■ Problem to work on ■
The line containing "Backend base URL" marks the end: restate word for word every line from the first line of the entries below through that one.

(Source records)
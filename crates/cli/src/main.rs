//! Parish CLI - manage parish records from the terminal.
//!
//! # Usage
//!
//! ```bash
//! # Sign in (password from PARISH_PASSWORD or prompted on stdin)
//! parish login -e admin@parish.org
//!
//! # List members (admin only)
//! parish members list
//!
//! # Record a donation
//! parish donations add --amount 25.00 --type offering --date 2025-03-02
//!
//! # Link your account to your member record
//! parish link ABC123
//!
//! # Sign out
//! parish logout
//! ```
//!
//! # Commands
//!
//! - `login` / `logout` / `whoami` / `status` - Session management
//! - `register` / `link` - Account creation and profile linking
//! - `members`, `events`, `donations`, `sacraments`, `districts`,
//!   `announcements`, `attendance` - Record management

#![cfg_attr(not(test), forbid(unsafe_code))]

use std::path::PathBuf;
use std::process::ExitCode;

use clap::{Parser, Subcommand};
use parish_core::Email;
use tracing_subscriber::{layer::SubscriberExt, util::SubscriberInitExt};

mod app;
mod commands;
mod error;
mod prompt;
mod render;

use commands::resources::{
    AnnouncementAction, AttendanceAction, DistrictAction, DonationAction, EventAction,
    MemberAction, SacramentAction,
};

#[derive(Parser)]
#[command(name = "parish")]
#[command(author, version, about = "Parish management from the terminal")]
struct Cli {
    /// Backend base URL
    #[arg(long, env = "PARISH_API_BASE_URL", global = true)]
    api_url: Option<String>,

    /// Session file location
    #[arg(long, env = "PARISH_SESSION_FILE", global = true)]
    session_file: Option<PathBuf>,

    #[command(subcommand)]
    command: Commands,
}

#[derive(Subcommand)]
enum Commands {
    /// Sign in
    Login {
        /// Account email
        #[arg(short, long)]
        email: Email,

        /// Password (prompted on stdin when omitted)
        #[arg(long, env = "PARISH_PASSWORD", hide_env_values = true)]
        password: Option<String>,
    },
    /// Sign out and forget the saved session
    Logout,
    /// Show the signed-in account as the server sees it
    Whoami,
    /// Show the saved session without contacting the server
    Status,
    /// Create an account
    Register {
        /// Display name
        #[arg(short, long)]
        name: String,

        /// Account email
        #[arg(short, long)]
        email: Email,

        /// Password (prompted on stdin when omitted)
        #[arg(long, env = "PARISH_PASSWORD", hide_env_values = true)]
        password: Option<String>,

        /// Claim code linking the account to an existing member record
        #[arg(long)]
        claim_code: Option<String>,
    },
    /// Link your account to your member record
    Link {
        /// Claim code from the parish office
        claim_code: String,
    },
    /// Parish members (admin only)
    Members {
        #[command(subcommand)]
        action: MemberAction,
    },
    /// Parish events
    Events {
        #[command(subcommand)]
        action: EventAction,
    },
    /// Donations
    Donations {
        #[command(subcommand)]
        action: DonationAction,
    },
    /// Sacramental records
    Sacraments {
        #[command(subcommand)]
        action: SacramentAction,
    },
    /// Districts (admin only)
    Districts {
        #[command(subcommand)]
        action: DistrictAction,
    },
    /// Announcements (publishing is admin only)
    Announcements {
        #[command(subcommand)]
        action: AnnouncementAction,
    },
    /// Event attendance
    Attendance {
        #[command(subcommand)]
        action: AttendanceAction,
    },
}

#[tokio::main]
async fn main() -> ExitCode {
    // Load .env before clap reads PARISH_* variables (ignore errors if not found)
    let _ = dotenvy::dotenv();
    init_tracing();

    let cli = Cli::parse();

    match run(cli).await {
        Ok(()) => ExitCode::SUCCESS,
        Err(e) => {
            tracing::debug!(error = ?e, "Command failed");
            render::error(&e);
            e.exit_code()
        }
    }
}

/// Logs go to stderr so they never mix with command output.
fn init_tracing() {
    let env_filter = tracing_subscriber::EnvFilter::try_from_default_env()
        .unwrap_or_else(|_| "warn,parish_cli=info".into());

    let json = std::env::var("PARISH_LOG_JSON").is_ok();
    let json_layer = json.then(|| {
        tracing_subscriber::fmt::layer()
            .json()
            .flatten_event(true)
            .with_writer(std::io::stderr)
    });
    let text_layer =
        (!json).then(|| tracing_subscriber::fmt::layer().with_writer(std::io::stderr));

    tracing_subscriber::registry()
        .with(env_filter)
        .with(json_layer)
        .with(text_layer)
        .init();
}

async fn run(cli: Cli) -> Result<(), error::CliError> {
    let config = app::load_config(cli.api_url.as_deref(), cli.session_file)?;

    // `status` reads the saved session only.
    if matches!(cli.command, Commands::Status) {
        return commands::auth::status(&config).await;
    }

    let client = app::connect(&config).await?;

    match cli.command {
        Commands::Login { email, password } => {
            commands::auth::login(&client, &email, password).await
        }
        Commands::Logout => commands::auth::logout(&client).await,
        Commands::Whoami => commands::auth::whoami(&client).await,
        Commands::Status => Ok(()),
        Commands::Register {
            name,
            email,
            password,
            claim_code,
        } => commands::auth::register(&client, name, email, password, claim_code).await,
        Commands::Link { claim_code } => commands::auth::link(&client, &claim_code).await,
        Commands::Members { action } => commands::resources::run(&client, action.into()).await,
        Commands::Events { action } => commands::resources::run(&client, action.into()).await,
        Commands::Donations { action } => commands::resources::run(&client, action.into()).await,
        Commands::Sacraments { action } => {
            commands::resources::run(&client, action.into()).await
        }
        Commands::Districts { action } => commands::resources::run(&client, action.into()).await,
        Commands::Announcements { action } => {
            commands::resources::run(&client, action.into()).await
        }
        Commands::Attendance { action } => {
            commands::resources::run(&client, action.into()).await
        }
    }
}

#[cfg(test)]
mod tests {
    use super::*;
    use clap::CommandFactory;

    #[test]
    fn test_cli_definition_is_valid() {
        Cli::command().debug_assert();
    }

    #[test]
    fn test_parse_resource_command() {
        let cli = Cli::try_parse_from([
            "parish",
            "--api-url",
            "http://localhost:5000",
            "events",
            "remove",
            "3",
            "--yes",
        ]);
        assert!(cli.is_ok());
    }

    #[test]
    fn test_login_requires_valid_email() {
        let cli = Cli::try_parse_from(["parish", "login", "-e", "not-an-email"]);
        assert!(cli.is_err());
    }
}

■ Answer for the task ■
filename crates/cli/src/main.rs
//! Parish CLI - manage parish records from the terminal.
//!
//! # Usage
//!
//! ```bash
//! # Sign in (password from PARISH_PASSWORD or prompted on stdin)
//! parish login -e admin@parish.org
//!
//! # List members (admin only)
//! parish members list
//!
//! # Record a donation
//! parish donations add --amount 25.00 --type offering --date 2025-03-02
//!
//! # Link your account to your member record
//! parish link ABC123
//!
//! # Sign out
//! parish logout
//! ```
//!
//! # Commands
//!
//! - `login` / `logout` / `whoami` / `status` - Session management
//! - `register` / `link` - Account creation and profile linking
//! - `members`, `events`, `donations`, `sacraments`, `districts`,
//!   `announcements`, `attendance` - Record management

#![cfg_attr(not(test), forbid(unsafe_code))]

use std::path::PathBuf;
use std::process::ExitCode;

use clap::{Parser, Subcommand};
use parish_core::Email;
use tracing_subscriber::{layer::SubscriberExt, util::SubscriberInitExt};

mod app;
mod commands;
mod error;
mod prompt;
mod render;

use commands::resources::{
    AnnouncementAction, AttendanceAction, DistrictAction, DonationAction, EventAction,
    MemberAction, SacramentAction,
};

#[derive(Parser)]
#[command(name = "parish")]
#[command(author, version, about = "Parish management from the terminal")]
struct Cli {
    /// Backend base URL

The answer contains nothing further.